The agent can run as one of several named agents, each with its own persona, tool policy, MCP servers, and guardrails.

Per-agent folders — each agent lives in app/agents/<agent_id>/ and is self-contained, with its own agent_config.yaml, tool_policy.yaml, mcp_servers.yaml, guardrails_policy.yaml, compaction_policy.yaml, and meta.yaml. The shipped agents are default (life-coach persona), researcher (factual research aide with lighter guardrails; run_shell enabled in host mode), and researcher_docker (same persona with run_shell in Docker-sandbox mode).
Per-agent model — meta.yaml's model field sets the OpenRouter model for that agent. Omit it (or model: null) to use the OPENROUTER_MODEL env default. A provider: field selects the LLM adapter (default openrouter — see LLM Adapter).
Per-agent on/off — meta.yaml's enabled flag controls whether an agent is selectable. Toggle with manage_agents enable|disable <id>.
Manifest — app/agents/registry.yaml records the default agent. If the default is disabled, the first enabled agent is used.
Memory isolation — long-term memory is keyed per (user_id, agent_id), so each agent keeps its own facts per user.

Progressive Tool Loading

Tools are split into three tiers:

Tier	Description
Core tools	Always bound to the LLM every turn (defined in `tool_policy.yaml` → `core_tools`)
Meta-tools	Always bound; provide the discovery surface (`search_tools`, `load_tools`, `list_tools`, `unload_tools`)
Deferred tools	Registered in the `ToolRegistry` but NOT bound until the LLM calls `load_tools([...])`

Discovery loop: search_tools("<keyword>") → pick names → load_tools([...]) → call the tool. Activated tools persist for the rest of the thread (up to max_active, LRU eviction after that).

MCP Integration

External MCP servers are declared in the agent's mcp_servers.yaml. On startup, tool metadata is fetched from all enabled servers and registered into the ToolRegistry under their server name as namespace. MCP tools enter the same deferred-discovery surface as local tools — they are NOT bound to the LLM until activated via load_tools.

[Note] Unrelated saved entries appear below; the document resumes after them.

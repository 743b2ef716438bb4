pub mod batch;
pub mod config;
pub mod encode;
pub mod export;
pub mod input;
pub mod process;

use std::path::Path;

use kaspi_core::models::config::KaspiConfig;

/// Load the configuration given with `--config`, or defaults.
pub fn load_config(config_path: Option<&str>) -> anyhow::Result<KaspiConfig> {
    Ok(match config_path {
        Some(path) => KaspiConfig::from_file(Path::new(path))?,
        None => KaspiConfig::default(),
    })
}
//! IBAN checksum validation and formatting.

/// Validate an IBAN using the mod-97 checksum.
///
/// Algorithm:
/// 1. Move first 4 characters to the end
/// 2. Replace letters with numbers (A=10, B=11, ..., Z=35)
/// 3. The resulting number mod 97 should equal 1
pub fn validate_iban(iban: &str) -> bool {
    let iban: String = iban
        .chars()
        .filter(|c| !c.is_whitespace())
        .collect::<String>()
        .to_uppercase();

    if iban.len() < 5 || !iban.is_ascii() {
        return false;
    }

    let (head, bban) = iban.split_at(4);
    if !head[..2].chars().all(|c| c.is_ascii_alphabetic())
        || !head[2..].chars().all(|c| c.is_ascii_digit())
    {
        return false;
    }

    let mut remainder: u32 = 0;
    for c in bban.chars().chain(head.chars()) {
        let Some(value) = c.to_digit(36) else {
            return false;
        };
        // letters expand to two digits
        remainder = if value >= 10 {
            (remainder * 100 + value) % 97
        } else {
            (remainder * 10 + value) % 97
        };
    }

    remainder == 1
}

/// Format IBAN in groups of 4 characters.
pub fn format_iban(iban: &str) -> String {
    iban.chars()
        .filter(|c| !c.is_whitespace())
        .collect::<Vec<char>>()
        .chunks(4)
        .map(|chunk| chunk.iter().collect::<String>())
        .collect::<Vec<String>>()
        .join(" ")
}
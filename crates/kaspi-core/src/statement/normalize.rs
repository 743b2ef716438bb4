//! Page text normalization.

use tracing::trace;

/// Phrases removed from every statement before extraction.
pub const BOILERPLATE: &[&str] = &[
    "АО «Kaspi Bank», БИК CASPKZKA, www.kaspi.kz",
    "«Kaspi Bank» АҚ, БСК CASPKZKA, www.kaspi.kz",
    "Сумма заблокирована. Банк ожидает подтверждения от платежной системы.",
    "Сома бұғатталды. Банк төлем жүйесінің растауын күтуде.",
];

/// Joins page fragments into one single-spaced string without boilerplate.
#[derive(Debug, Clone)]
pub struct TextNormalizer {
    boilerplate: Vec<String>,
}

impl TextNormalizer {
    pub fn new() -> Self {
        Self {
            boilerplate: BOILERPLATE.iter().map(|p| p.to_string()).collect(),
        }
    }

    /// Register additional phrases to strip.
    pub fn with_boilerplate<I, S>(mut self, phrases: I) -> Self
    where
        I: IntoIterator<Item = S>,
        S: AsRef<str>,
    {
        self.boilerplate.extend(
            phrases
                .into_iter()
                .map(|p| collapse_whitespace(p.as_ref()))
                .filter(|p| !p.is_empty()),
        );
        self
    }

    pub fn boilerplate(&self) -> &[String] {
        &self.boilerplate
    }

    /// Normalize page fragments given in page order.
    pub fn normalize_pages<S: AsRef<str>>(&self, pages: &[S]) -> String {
        let joined = pages
            .iter()
            .map(|p| p.as_ref())
            .collect::<Vec<_>>()
            .join("\n");
        self.normalize(&joined)
    }

    /// Normalize a single fragment.
    pub fn normalize(&self, text: &str) -> String {
        let mut text = collapse_whitespace(text);
        for phrase in &self.boilerplate {
            if text.contains(phrase.as_str()) {
                trace!("Removing boilerplate {:?}", phrase);
                text = text.replace(phrase.as_str(), " ");
            }
        }
        collapse_whitespace(&text)
    }
}

impl Default for TextNormalizer {
    fn default() -> Self {
        Self::new()
    }
}

/// Collapse every whitespace run (newlines and NBSP included) to one space and trim.
pub fn collapse_whitespace(text: &str) -> String {
    text.split_whitespace().collect::<Vec<_>>().join(" ")
}
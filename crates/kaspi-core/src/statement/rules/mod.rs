//! Rule-based extractors for Kaspi statements.

pub mod fields;
pub mod iban;
pub mod patterns;
pub mod transactions;
pub mod values;

pub use fields::{strip_layout_tokens, FieldExtractor, RawFields, RawPeriod};
pub use iban::{format_iban, validate_iban};
pub use patterns::{Field, Language};
pub use transactions::{RawTransaction, TransactionExtractor};
pub use values::{parse_amount, parse_date, parse_optional_amount, AmountKind};
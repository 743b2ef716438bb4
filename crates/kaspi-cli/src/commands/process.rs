//! Process command - extract a single statement.

use std::fs;
use std::path::PathBuf;
use std::time::Instant;

use clap::Args;
use console::style;
use indicatif::{ProgressBar, ProgressStyle};
use tracing::{debug, info};

use kaspi_core::models::statement::format_short_date;
use kaspi_core::StatementParser;

use super::export::{format_statement, OutputFormat};
use super::input::load_pages;
use super::load_config;

/// Arguments for the process command.
#[derive(Args)]
pub struct ProcessArgs {
    /// Input file (PDF, or text with form-feed page breaks)
    #[arg(required = true)]
    input: PathBuf,

    /// Output file (default: stdout)
    #[arg(short, long)]
    output: Option<PathBuf>,

    /// Output format
    #[arg(short, long, value_enum, default_value = "json")]
    format: OutputFormat,

    /// Input holds a base64-encoded PDF
    #[arg(long)]
    base64: bool,

    /// Report inconsistencies between balances, totals and transactions
    #[arg(long)]
    validate: bool,

    /// Parse and report without writing output
    #[arg(long)]
    dry_run: bool,
}

pub async fn run(args: ProcessArgs, config_path: Option<&str>) -> anyhow::Result<()> {
    let start = Instant::now();
    let config = load_config(config_path)?;

    info!("Processing file: {}", args.input.display());

    let pb = ProgressBar::new(100);
    pb.set_style(
        ProgressStyle::default_bar()
            .template("{spinner:.green} [{elapsed_precise}] {bar:40.cyan/blue} {msg}")?
            .progress_chars("##-"),
    );

    pb.set_message("Reading input...");
    pb.set_position(10);
    let pages = load_pages(&args.input, args.base64, &config)?;
    debug!("Read {} pages", pages.len());

    pb.set_message("Extracting statement...");
    pb.set_position(60);
    let parser = StatementParser::from_config(&config.extraction);
    let record = parser.parse_pages(&pages)?;

    pb.finish_and_clear();

    if args.validate {
        let issues = record.validate();
        if issues.is_empty() {
            eprintln!("{} Statement is consistent", style("✓").green());
        } else {
            eprintln!("{}", style("Validation issues:").yellow());
            for issue in &issues {
                eprintln!("  - {}", issue);
            }
        }
    }

    if args.dry_run {
        eprintln!(
            "{} {}: {}, {} - {}, {} transactions",
            style("ℹ").blue(),
            args.input.display(),
            record.full_name,
            format_short_date(record.from_date),
            format_short_date(record.to_date),
            record.details.len()
        );
        debug!("Total processing time: {:?}", start.elapsed());
        return Ok(());
    }

    let output = format_statement(&record, args.format)?;

    if let Some(output_path) = &args.output {
        fs::write(output_path, &output)?;
        eprintln!(
            "{} Output written to {}",
            style("✓").green(),
            output_path.display()
        );
    } else {
        println!("{}", output);
    }

    debug!("Total processing time: {:?}", start.elapsed());

    Ok(())
}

Supported transports: stdio, sse, streamable_http, websocket, plus OAuth (F18). A live McpManager (app/tools/mcp_manager.py) owns per-server state and a ServerStatus snapshot, holds a persistent session per server (one owner task keeps it open so tool calls reuse it — large latency win), and re-ingests tools into the shared registry on every connect so discovery stays current. connect / disconnect / reconnect are driven live from the F17 panel or /mcp. OAuthConfig picks the flow (auto / authorization_code / device_code; device-code when headless); tokens are cached and refreshed per request. Server failures are non-fatal; the rest of the registry is unaffected.

Subagents

The parent can delegate a subtask to a child subagent via spawn_subagent (or dispatch_subagents for parallel fan-out). Each child is a fresh graph on a namespaced thread with its own persona, empty history, and a restricted toolset; only a compact result is folded back into the parent.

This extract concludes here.